How to Get a Personal Loan in Ireland: A Complete Guide for 2026
A personal loan is an unsecured loan you can use for any urgent or long-term life goal, like home improvement, debt consolidation, car repair, or emergencies. You may get up to €75000 on personal loans in Ireland. However, the amount you get may vary depending on the lender, income, cash needs, credit standing, and the source.
Generally, banks, credit unions, or direct lenders provide personal loans in Ireland. The terms generally stay fixed and variable according to the borrower’s preference. In 2026, most Irish borrowers take personal loans via quick online checks and applications.

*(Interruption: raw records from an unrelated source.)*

//! Typed view of the SET_REF_SWITCH_CTRL_RI control register
//!
//! [`RegisterCommand`] is what callers and the sequencer use to request a
//! state or control-mode change; it maps onto the register's catalog fields
//! and is packed by [`crate::bitfield`].

use crate::types::FieldValue;
use serde::{Deserialize, Serialize};
use std::fmt;
use std::str::FromStr;

/// EStorage operating state (3-bit field)
#[derive(Debug, Clone, Copy, PartialEq, Eq, Hash, Default, Serialize, Deserialize)]
#[serde(rename_all = "lowercase")]
pub enum OperatingState {
    #[default]
    Off,
    Standby,
    On,
}

impl OperatingState {
    pub fn code(self) -> u8 {
        match self {
            OperatingState::Off => 0,
            OperatingState::Standby => 1,
            OperatingState::On => 2,
        }
    }
}

impl fmt::Display for OperatingState {
    fn fmt(&self, f: &mut fmt::Formatter<'_>) -> fmt::Result {
        match self {
            OperatingState::Off => write!(f, "OFF"),
            OperatingState::Standby => write!(f, "STANDBY"),
            OperatingState::On => write!(f, "ON"),
        }
    }
}

impl FromStr for OperatingState {
    type Err = String;

    fn from_str(s: &str) -> Result<Self, Self::Err> {
        match s.to_ascii_lowercase().as_str() {
            "off" | "0" => Ok(OperatingState::Off),
            "standby" | "sby" | "1" => Ok(OperatingState::Standby),
            "on" | "2" => Ok(OperatingState::On),
            other => Err(format!("unknown operating state '{}' (off, standby, on)", other)),
        }
    }
}

/// Controller mode (3-bit field)
///
/// Codes without a name in the device manual are carried as `Raw`.
#[derive(Debug, Clone, Copy, PartialEq, Eq, Hash, Default, Serialize, Deserialize)]
#[serde(from = "u8", into = "u8")]
pub enum ControlMode {
    #[default]
    None,
    Voltage,
    Current,
    Power,
    Resistance,
    Raw(u8),
}

impl ControlMode {
    pub fn code(self) -> u8 {
        match self {
            ControlMode::None => 0,
            ControlMode::Voltage => 1,
            ControlMode::Current => 2,
            ControlMode::Power => 3,
            ControlMode::Resistance => 4,
            ControlMode::Raw(code) => code,
        }
    }
}

impl From<u8> for ControlMode {
    fn from(code: u8) -> Self {
        match code {
            0 => ControlMode::None,
            1 => ControlMode::Voltage,
            2 => ControlMode::Current,
            3 => ControlMode::Power,
            4 => ControlMode::Resistance,
            other => ControlMode::Raw(other),
        }
    }
}

impl From<ControlMode> for u8 {
    fn from(mode: ControlMode) -> Self {
        mode.code()
    }
}

impl fmt::Display for ControlMode {
    fn fmt(&self, f: &mut fmt::Formatter<'_>) -> fmt::Result {
        match self {
            ControlMode::None => write!(f, "none"),
            ControlMode::Voltage => write!(f, "voltage"),
            ControlMode::Current => write!(f, "current"),
            ControlMode::Power => write!(f, "power"),
            ControlMode::Resistance => write!(f, "resistance"),
            ControlMode::Raw(code) => write!(f, "mode {}", code),
        }
    }
}

impl FromStr for ControlMode {
    type Err = String;

    fn from_str(s: &str) -> Result<Self, Self::Err> {
        match s.to_ascii_lowercase().as_str() {
            "none" => Ok(ControlMode::None),
            "voltage" | "u" => Ok(ControlMode::Voltage),
            "current" | "i" => Ok(ControlMode::Current),
            "power" | "pwr" => Ok(ControlMode::Power),
            "resistance" | "r" => Ok(ControlMode::Resistance),
            other => other
                .parse::<u8>()
                .map(ControlMode::from)
                .map_err(|_| format!("unknown control mode '{}'", other)),
        }
    }
}

/// One write of the control register
#[derive(Debug, Clone, Copy, PartialEq, Serialize, Deserialize)]
pub struct RegisterCommand {
    /// Set value of the active controller
    pub reference: f64,
    pub operating_state: OperatingState,
    pub control_mode: ControlMode,
    /// Reset the charge counter (rst_q)
    #[serde(default)]
    pub reset_charge: bool,
    /// Reset the energy counter (rst_e)
    #[serde(default)]
    pub reset_energy: bool,
    /// Inner resistance, transmitted as a truncated float
    #[serde(default)]
    pub inner_resistance: f64,
}

impl RegisterCommand {
    /// Command with zero reference, no resets and zero inner resistance
    pub fn new(operating_state: OperatingState, control_mode: ControlMode) -> Self {
        Self {
            reference: 0.0,
            operating_state,
            control_mode,
            reset_charge: false,
            reset_energy: false,
            inner_resistance: 0.0,
        }
    }

    pub fn with_reference(mut self, reference: f64) -> Self {
        self.reference = reference;
        self
    }

    pub fn with_resets(mut self, reset_charge: bool, reset_energy: bool) -> Self {
        self.reset_charge = reset_charge;
        self.reset_energy = reset_energy;
        self
    }

    pub fn with_inner_resistance(mut self, inner_resistance: f64) -> Self {
        self.inner_resistance = inner_resistance;
        self
    }

    /// Named field values in the register's catalog vocabulary
    pub fn field_values(&self) -> [(&'static str, FieldValue); 6] {
        [
            ("set_ref", FieldValue::Float(self.reference)),
            ("operating_state", FieldValue::Integer(self.operating_state.code() as i64)),
            ("control_mode", FieldValue::Integer(self.control_mode.code() as i64)),
            ("rst_q", FieldValue::Boolean(self.reset_charge)),
            ("rst_e", FieldValue::Boolean(self.reset_energy)),
            ("set_ri", FieldValue::Float(self.inner_resistance)),
        ]
    }
}

#[cfg(test)]
mod tests {
    use super::*;

    #[test]
    fn test_state_parsing() {
        assert_eq!("standby".parse::<OperatingState>().unwrap(), OperatingState::Standby);
        assert_eq!("SBY".parse::<OperatingState>().unwrap(), OperatingState::Standby);
        assert_eq!("2".parse::<OperatingState>().unwrap(), OperatingState::On);
        assert!("idle".parse::<OperatingState>().is_err());
    }

    #[test]
    fn test_control_mode_codes() {
        assert_eq!(ControlMode::from(2), ControlMode::Current);
        assert_eq!(ControlMode::from(6), ControlMode::Raw(6));
        assert_eq!("voltage".parse::<ControlMode>().unwrap().code(), 1);
        assert_eq!("7".parse::<ControlMode>().unwrap(), ControlMode::Raw(7));
        assert!("fast".parse::<ControlMode>().is_err());
    }

    #[test]
    fn test_field_values_order() {
        let command = RegisterCommand::new(OperatingState::Standby, ControlMode::Current)
            .with_resets(false, true);
        let names: Vec<_> = command.field_values().iter().map(|(n, _)| *n).collect();
        assert_eq!(
            names,
            vec!["set_ref", "operating_state", "control_mode", "rst_q", "rst_e", "set_ri"]
        );
        assert_eq!(command.field_values()[4].1, FieldValue::Boolean(true));
    }
}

The blog discusses how to get a personal loan in Ireland according to your income and cash needs. It may help first-time loan applicants take out a well-informed loan and avoid surprises later.
What do you mean by a personal loan?
A personal loan is a financial facility that helps one meet goals without putting up collateral. Instead, the loan company checks your credit history to decide whether you should get the loan or not. They check monthly income, missed payments or existing debt, PPS number, bank statements and personal details.
All these aspects help them identify your loan affordability and confirm your identity as an Irish citizen. Loan providers request these details from the CCR (Central Credit Register). It helps them get transparent information and evaluate possibilities accordingly. If approved, you may get a loan for 1-5 years with a fixed or variable payment plan.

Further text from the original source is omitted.